The program reads a set of words and generates an n-gram model of the language. It then uses that model to generate new random words.
The idea is that the preceeding few letters in a word determine what the next letter could be. Let's say we're looking at bigrams, sequences of two letters (n = 2). If we take all the words in the language sample we've got, we can list all the bigrams that occur in all the words. We can also list, for each bigram, the letter that comes after it. We also record 'end of word' as being a possible successor letter for a bigram. We end up with a list of all the bigrams in the language sample, how frequent they are, and what letter follows. We also keep a list of the initial bigrams, so we know how words are allowed to start. This is our model of the language.
To generate new words, we pick a random starting bigram from the list of initial bigrams. This gives us the first two letters of our word. We then look up that bigram in our main list of bigrams, which gives us a list of letters that can follow this bigram. We pick one of those at random, and that gives us the third letter of our word. We then take the bigram of the second and third letters and look it up in the list of bigrams; from this, we generate the fourth letter. We then use the third and fourth letter to generate the fifth, and so on until we choose an 'end of word' marker.

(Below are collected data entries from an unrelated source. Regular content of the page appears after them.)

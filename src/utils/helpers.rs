//! Helper functions and utilities
//!
//! This module contains common helper functions used throughout the application.

use chrono::{DateTime, Utc};

/// Format a timestamp for display
pub fn format_timestamp(timestamp: DateTime<Utc>) -> String {
    timestamp.format("%Y-%m-%d %H:%M:%S UTC").to_string()
}

/// Truncate text to a maximum length with ellipsis
pub fn truncate_text(text: &str, max_length: usize) -> String {
    if text.chars().count() <= max_length {
        text.to_string()
    } else {
        let cut: String = text.chars().take(max_length.saturating_sub(3)).collect();
        format!("{}...", cut)
    }
}
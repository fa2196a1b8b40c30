//! Mock Telegram API server for testing
//!
//! Provides a wiremock-backed stand-in for the Telegram Bot API so
//! handlers can be exercised end to end without a live bot connection.

use serde_json::{json, Value};
use teloxide::Bot;
use wiremock::MockServer;

pub const TEST_TOKEN: &str = "123:test_token";

/// Start a mock Telegram API server and a bot pointed at it
pub async fn mock_bot() -> (MockServer, Bot) {
    let server = MockServer::start().await;
    let api_url = server.uri().parse().expect("mock server uri is a valid url");
    let bot = Bot::new(TEST_TOKEN).set_api_url(api_url);
    (server, bot)
}

/// Path of a bot API method on the mock server. Method names are
/// PascalCase on the wire, e.g. `SendMessage`, `ForwardMessage`.
pub fn api_path(method: &str) -> String {
    format!("/bot{}/{}", TEST_TOKEN, method)
}

/// A successful method response carrying a message object
pub fn message_response(message_id: i32, chat_id: i64, text: &str) -> Value {
    let chat = if chat_id < 0 {
        json!({"id": chat_id, "type": "supergroup", "title": "Staff Channel"})
    } else {
        json!({"id": chat_id, "type": "private", "first_name": "Customer"})
    };

    json!({
        "ok": true,
        "result": {
            "message_id": message_id,
            "from": {
                "id": 42,
                "is_bot": true,
                "first_name": "FlowerBot",
                "username": "flower_bot"
            },
            "chat": chat,
            "date": 1700000000,
            "text": text
        }
    })
}
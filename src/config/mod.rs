//! Configuration management module
//!
//! This module handles loading and validation of application configuration
//! from TOML files and environment variables.

pub mod settings;
pub mod validation;

pub use settings::{Settings, BotConfig, BackendConfig, LoggingConfig};
//! Services module
//!
//! This module contains the outward-facing service layer: the backend API
//! client, the cached availability probe, and outbound notifications.

pub mod availability;
pub mod backend;
pub mod notification;

// Re-export commonly used services
pub use availability::AvailabilityProbe;
pub use backend::{BackendApi, RegistrationOutcome, TelegramRegisterRequest};
pub use notification::NotificationService;

use std::sync::Arc;
use teloxide::Bot;

use crate::config::settings::Settings;
use crate::state::ReplyLinkStore;
use crate::utils::errors::Result;

/// Service factory for creating and managing all services
#[derive(Debug, Clone)]
pub struct ServiceFactory {
    pub backend: BackendApi,
    pub availability: Arc<AvailabilityProbe>,
    pub notifications: NotificationService,
}

impl ServiceFactory {
    /// Create a new ServiceFactory with all services initialized
    pub fn new(bot: Bot, settings: Settings, reply_links: ReplyLinkStore) -> Result<Self> {
        let backend = BackendApi::new(&settings.backend)?;
        let availability = Arc::new(AvailabilityProbe::new(&settings.backend)?);
        let notifications = NotificationService::new(bot, settings, reply_links);

        Ok(Self {
            backend,
            availability,
            notifications,
        })
    }
}
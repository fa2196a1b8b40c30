//! Logging configuration and setup
//!
//! This module provides logging initialization and structured logging utilities
//! for the FlowerBot application.

use tracing::{info, warn};
use tracing_appender::non_blocking::WorkerGuard;
use tracing_subscriber::{layer::SubscriberExt, util::SubscriberInitExt};
use crate::config::LoggingConfig;
use crate::utils::errors::Result;

/// Initialize logging based on configuration.
///
/// The returned guard owns the background writer for the rolling log
/// file; the caller must hold it for the process lifetime or file output
/// stops.
pub fn init_logging(config: &LoggingConfig) -> Result<WorkerGuard> {
    let file_appender = tracing_appender::rolling::daily(&config.file_path, "flowerbot.log");
    let (non_blocking, guard) = tracing_appender::non_blocking(file_appender);

    tracing_subscriber::registry()
        .with(tracing_subscriber::EnvFilter::new(&config.level))
        .with(tracing_subscriber::fmt::layer().with_writer(std::io::stdout))
        .with(tracing_subscriber::fmt::layer().with_writer(non_blocking))
        .init();

    info!("Logging initialized with level: {}", config.level);
    Ok(guard)
}

/// Log user actions with structured data
pub fn log_user_action(user_id: i64, action: &str, details: Option<&str>) {
    info!(
        user_id = user_id,
        action = action,
        details = details,
        "User action performed"
    );
}

/// Log staff channel relay events
pub fn log_staff_relay(customer_id: i64, direction: &str, delivered: bool) {
    if delivered {
        info!(
            customer_id = customer_id,
            direction = direction,
            "Staff relay delivered"
        );
    } else {
        warn!(
            customer_id = customer_id,
            direction = direction,
            "Staff relay failed"
        );
    }
}
//! Status command handler
//!
//! Reports backend availability together with the bot configuration, the
//! way the original shop bot did. Exempt from the availability gate.

use teloxide::{Bot, types::{ChatId, Message}, prelude::Requester};
use tracing::debug;

use crate::config::Settings;
use crate::services::ServiceFactory;
use crate::utils::errors::Result;

pub const STATUS_OK_TEXT: &str = "✅ Сервисы цветочного магазина доступны.";
pub const STATUS_DOWN_TEXT: &str =
    "⚠️ Сервисы временно недоступны. Наши специалисты уже работают над решением проблемы.";

/// Handle /status command with configuration details
pub async fn handle_status(
    bot: Bot,
    msg: Message,
    services: &ServiceFactory,
    settings: &Settings,
) -> Result<()> {
    debug!(chat_id = ?msg.chat.id, "Processing /status command");

    let available = services.availability.check().await;
    let config_info = format!(
        "\n🔧 Конфигурация бота:\n- WEBAPP_URL: {}\n- API_URL: {}",
        settings.bot.webapp_url, settings.backend.api_url
    );

    let text = if available {
        format!("{}{}", STATUS_OK_TEXT, config_info)
    } else {
        format!("{}{}", STATUS_DOWN_TEXT, config_info)
    };

    bot.send_message(msg.chat.id, text).await?;
    Ok(())
}

/// Short status summary for the menu button, without configuration details
pub async fn send_status_summary(bot: &Bot, chat_id: ChatId, services: &ServiceFactory) -> Result<()> {
    let available = services.availability.check().await;
    let text = if available { STATUS_OK_TEXT } else { STATUS_DOWN_TEXT };
    bot.send_message(chat_id, text).await?;
    Ok(())
}
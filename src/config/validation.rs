//! Configuration validation module
//!
//! This module provides validation functions for application configuration
//! to ensure all required settings are properly configured.

use crate::utils::errors::{FlowerBotError, Result};
use super::Settings;

/// Validate all configuration settings
pub fn validate_settings(settings: &Settings) -> Result<()> {
    validate_bot_config(&settings.bot)?;
    validate_backend_config(&settings.backend)?;
    validate_logging_config(&settings.logging)?;
    Ok(())
}

/// Validate bot configuration
fn validate_bot_config(config: &super::BotConfig) -> Result<()> {
    if config.token.is_empty() {
        return Err(FlowerBotError::Config(
            "Bot token is required".to_string()
        ));
    }

    if config.staff_chat_id == 0 {
        return Err(FlowerBotError::Config(
            "Staff chat id is required".to_string()
        ));
    }

    url::Url::parse(&config.webapp_url).map_err(|e| {
        FlowerBotError::Config(format!("Invalid webapp URL: {}", e))
    })?;

    Ok(())
}

/// Validate backend API configuration
fn validate_backend_config(config: &super::BackendConfig) -> Result<()> {
    if config.api_url.is_empty() {
        return Err(FlowerBotError::Config(
            "Backend API URL is required".to_string()
        ));
    }

    url::Url::parse(&config.api_url).map_err(|e| {
        FlowerBotError::Config(format!("Invalid backend API URL: {}", e))
    })?;

    if config.check_interval_secs == 0 {
        return Err(FlowerBotError::Config(
            "Availability check interval must be greater than 0".to_string()
        ));
    }

    if config.health_timeout_secs == 0 {
        return Err(FlowerBotError::Config(
            "Health check timeout must be greater than 0".to_string()
        ));
    }

    Ok(())
}

/// Validate logging configuration
fn validate_logging_config(config: &super::LoggingConfig) -> Result<()> {
    if config.level.is_empty() {
        return Err(FlowerBotError::Config(
            "Log level is required".to_string()
        ));
    }

    let valid_levels = ["trace", "debug", "info", "warn", "error"];
    if !valid_levels.contains(&config.level.as_str()) {
        return Err(FlowerBotError::Config(
            format!("Invalid log level: {}. Valid levels: {:?}", config.level, valid_levels)
        ));
    }

    Ok(())
}
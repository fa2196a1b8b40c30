//! Order dialog commands
//!
//! /order starts (or restarts) the guided order dialog; /cancel aborts it.

use teloxide::{Bot, types::Message, prelude::Requester};
use tracing::{debug, info};

use crate::services::ServiceFactory;
use crate::services::notification::{DIALOG_CANCELLED_TEXT, MENU_FALLBACK_TEXT, NOTHING_TO_CANCEL_TEXT};
use crate::state::DialogStore;
use crate::state::dialog::DESCRIPTION_PROMPT;
use crate::utils::errors::{FlowerBotError, Result};

/// Start a new order dialog. An active dialog is overwritten: a new order
/// discards the previous draft without error.
pub async fn handle_order_start(bot: Bot, msg: Message, dialogs: &DialogStore) -> Result<()> {
    let user = msg.from.as_ref().ok_or_else(|| {
        FlowerBotError::InvalidInput("No user in message".to_string())
    })?;

    let user_id = user.id.0 as i64;
    info!(user_id = user_id, "Starting order dialog");

    dialogs.begin(user_id, user.full_name()).await;
    bot.send_message(msg.chat.id, DESCRIPTION_PROMPT).await?;

    Ok(())
}

/// Cancel the active order dialog, if any
pub async fn handle_cancel(
    bot: Bot,
    msg: Message,
    services: &ServiceFactory,
    dialogs: &DialogStore,
) -> Result<()> {
    let user = msg.from.as_ref().ok_or_else(|| {
        FlowerBotError::InvalidInput("No user in message".to_string())
    })?;
    let user_id = user.id.0 as i64;

    if dialogs.cancel(user_id).await {
        debug!(user_id = user_id, "Order dialog cancelled by command");
        bot.send_message(msg.chat.id, DIALOG_CANCELLED_TEXT).await?;
        services.notifications.send_menu(msg.chat.id, MENU_FALLBACK_TEXT).await?;
    } else {
        bot.send_message(msg.chat.id, NOTHING_TO_CANCEL_TEXT).await?;
    }

    Ok(())
}
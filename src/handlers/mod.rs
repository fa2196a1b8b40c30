//! Bot handlers module
//!
//! This module contains all Telegram bot handlers organized by type:
//! - Command handlers for bot commands
//! - Message handlers for text, menu actions and web-app payloads

pub mod commands;
pub mod messages;

// Re-export commonly used handler functions
pub use commands::{Command, handle_command};
pub use messages::{handle_message, handle_web_app_data};
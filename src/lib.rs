//! FlowerBot Telegram Bot
//!
//! Telegram front end for a flower shop. This library provides modular
//! components for the guided order dialog, message escalation to the
//! staff channel, staff reply relaying, backend availability probing and
//! the backend API client.

#![allow(non_snake_case)]

pub mod config;
pub mod handlers;
pub mod services;
pub mod models;
pub mod state;
pub mod utils;

// Re-export commonly used types
pub use config::Settings;
pub use utils::errors::{FlowerBotError, Result};

// Re-export main components for easy access
pub use services::ServiceFactory;
pub use state::{DialogStore, ReplyLinkStore};

/// Library version
pub const VERSION: &str = env!("CARGO_PKG_VERSION");

/// Library name
pub const NAME: &str = env!("CARGO_PKG_NAME");

/// Get library information
pub fn info() -> String {
    format!("{} v{}", NAME, VERSION)
}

Using larger values for n means that the generated words conform more closely to the words in the language sample, but there is a tendency to recycle the exising words if the sample is small. I find that using trigrams (n = 3) works well when there's a few hundred words.
Installation and Use
Copy the ngramwords file to your computer, preferably on your path. Make the file executable. The program is command-line only, so you'll neet to run a terminal to use it.
To invoke the program, call it with:
ngramwords [options] input-file
where input-file is a text file containing a list of words to build the language model from. Words must be separated by whitespace. If any words contain any characters outside the range [A-Z]|[a-z], including accented characters, those characters must be listed in the ligatures line. If no input file name is given, ngramwords will read words from standard input. Generated words will be sent to standard output. Options
ngramwords accepts several command-line options. They are:
- -g n : Uses n as length of n-grams. Default 3
- -n n : Generates n words. Default 20
- -l n : Words are at most n letters long. Default 15
- -i f : Reads input from file f. Default is standard input
- -o f : Writes output to file f. Default is standard output
- -s : Show dictionary contents
- -c : case sensitive (defult is to convert all letters to lowercase)
- -v : Verbose mode
Ligatures and accented characters
Many languages, when transliterated in to the Latin alphabet, use more than one Latin letter for each native letter. To accommodate this, this program allows each element of the n-gram to be a multi-letter 'token.' This is done by including in the input file a line such as:
ligatures= th ch ú
(this must be on a separate line in the input file). This will mean that 'ú' will be recognized as a valid character in this language, and that 'th' and 'ch' will be treated as a single letter. See the sample input file for an example.
Lines in the input file that start with a # character are treated as comments and ignored by the program.